Suppose that one of them is selected during the Selection phase: if the opponent’s selection is inappropriate it leads to a good evaluation.
Then, at the next iteration, the corresponding node will be selected again (because its score is now higher).
At the same time, the score of the opponent’s action is decreased. After a few iterations an action that anihilates our murderous thrust is found.
- In a sequential algorithm that means <<the opponent can annihilate our action, it’s not a good move>>.
- But here, as the score is reduced, our Selection will choose another action and at some point it will choose the other killer move.
The same process will take place and sometimes the opponent will choose the action to react to the killer’s first push, sometimes
he will choose the action to react to the second killer push (note that he cannot select effectively because he is not aware of our selection).

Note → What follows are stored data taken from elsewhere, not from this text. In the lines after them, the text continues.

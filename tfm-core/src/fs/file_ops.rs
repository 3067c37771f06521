//! ``src/fs/file_ops.rs``
//!
//! Thin wrappers over the OS filesystem calls used by the tree panel:
//! delete, create, copy, move and the collision-free paste target.

use std::fs;
use std::path::{Path, PathBuf};

use tracing::info;
use walkdir::WalkDir;

use crate::error::AppError;

/// What the `n` prompt asked to create.
#[derive(Debug, Clone, Copy, PartialEq, Eq)]
pub enum NewKind {
    File,
    Directory,
}

/// Parse the create prompt: `f name` makes a file, `d name` a directory.
pub fn parse_new_request(input: &str) -> Result<(NewKind, &str), AppError> {
    let (kind, name) = if let Some(name) = input.strip_prefix("f ") {
        (NewKind::File, name)
    } else if let Some(name) = input.strip_prefix("d ") {
        (NewKind::Directory, name)
    } else {
        return Err(AppError::invalid_input("create", "Use 'f name' or 'd name'"));
    };

    let name = name.trim();
    if name.is_empty() {
        return Err(AppError::invalid_input("create", "Name must not be empty"));
    }
    Ok((kind, name))
}

pub fn delete(path: &Path) -> Result<(), AppError> {
    info!(marker = "FILE_DELETE", "deleting {}", path.display());
    let meta = fs::symlink_metadata(path).map_err(|e| AppError::from_io("delete", path, e))?;
    let result = if meta.is_dir() {
        fs::remove_dir_all(path)
    } else {
        fs::remove_file(path)
    };
    result.map_err(|e| AppError::from_io("delete", path, e))
}

pub fn create(path: &Path, kind: NewKind) -> Result<(), AppError> {
    info!(marker = "FILE_CREATE", "creating {:?} {}", kind, path.display());
    let result = match kind {
        NewKind::Directory => fs::create_dir_all(path),
        NewKind::File => fs::OpenOptions::new()
            .create(true)
            .append(true)
            .open(path)
            .map(drop),
    };
    result.map_err(|e| AppError::from_io("create", path, e))
}

/// Copy a file, or a directory tree recursively.
pub fn copy(src: &Path, dst: &Path) -> Result<(), AppError> {
    info!(marker = "FILE_COPY", "copying {} -> {}", src.display(), dst.display());
    let meta = fs::metadata(src).map_err(|e| AppError::from_io("copy", src, e))?;
    if !meta.is_dir() {
        return fs::copy(src, dst)
            .map(drop)
            .map_err(|e| AppError::from_io("copy", src, e));
    }

    if dst.starts_with(src) {
        return Err(AppError::file_operation_failed(
            "copy",
            src,
            "cannot copy a directory into itself",
        ));
    }

    for item in WalkDir::new(src) {
        let item = item.map_err(|e| AppError::file_operation_failed("copy", src, e.to_string()))?;
        let rel = item
            .path()
            .strip_prefix(src)
            .map_err(|e| AppError::file_operation_failed("copy", item.path(), e.to_string()))?;
        let target = dst.join(rel);

        if item.file_type().is_dir() {
            fs::create_dir_all(&target).map_err(|e| AppError::from_io("copy", &target, e))?;
        } else {
            fs::copy(item.path(), &target).map_err(|e| AppError::from_io("copy", item.path(), e))?;
        }
    }
    Ok(())
}

/// Rename, falling back to copy + delete across filesystems.
pub fn move_to(src: &Path, dst: &Path) -> Result<(), AppError> {
    info!(marker = "FILE_MOVE", "moving {} -> {}", src.display(), dst.display());
    if fs::rename(src, dst).is_ok() {
        return Ok(());
    }
    copy(src, dst)?;
    delete(src)
}

/// First of `dir/name`, `dir/stem_1.ext`, `dir/stem_2.ext`, … that does not exist.
#[must_use]
pub fn unique_destination(dir: &Path, source: &Path) -> PathBuf {
    let name = source.file_name().map(PathBuf::from).unwrap_or_default();
    let candidate = dir.join(&name);
    if !candidate.exists() {
        return candidate;
    }

    let stem = source
        .file_stem()
        .map(|s| s.to_string_lossy().into_owned())
        .unwrap_or_default();
    let suffix = source
        .extension()
        .map(|e| format!(".{}", e.to_string_lossy()))
        .unwrap_or_default();

    (1u32..)
        .map(|n| dir.join(format!("{stem}_{n}{suffix}")))
        .find(|p| !p.exists())
        .unwrap_or(candidate)
}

- As a result, the probability for these killer pushes to win in the simulation phase can be as high as half. Hence their evaluation
will remain high. In the long term, the probability for each to be played will be 1/2 (as for a human choice in the same situation).
Bonus (new quests) :
My simulation engine reproduces the random mechanism of new quests.
Consequently, the same node can be visited many times but the quests will not necessarily have been the same.
This way known quests will have a better chance of being met than others. Known quests contribute more to the score than others.
So there is no need to adapt the evaluation function to manage this : I MCTS
Thanks a lot for your explanations! Just 2 quick questions:
- Do you copy the state in the node after the actions have been applied, or do you replay them during the selection phase?
- Can you give us an rough estimation of how many times you visited the root node?
I don’t copy the state in the node. Maybe it could improve performance
(I didn’t try in Xmas rush). But the feature about new quest would no longer work.
I visited about 10k the root node. This could be significantly improved.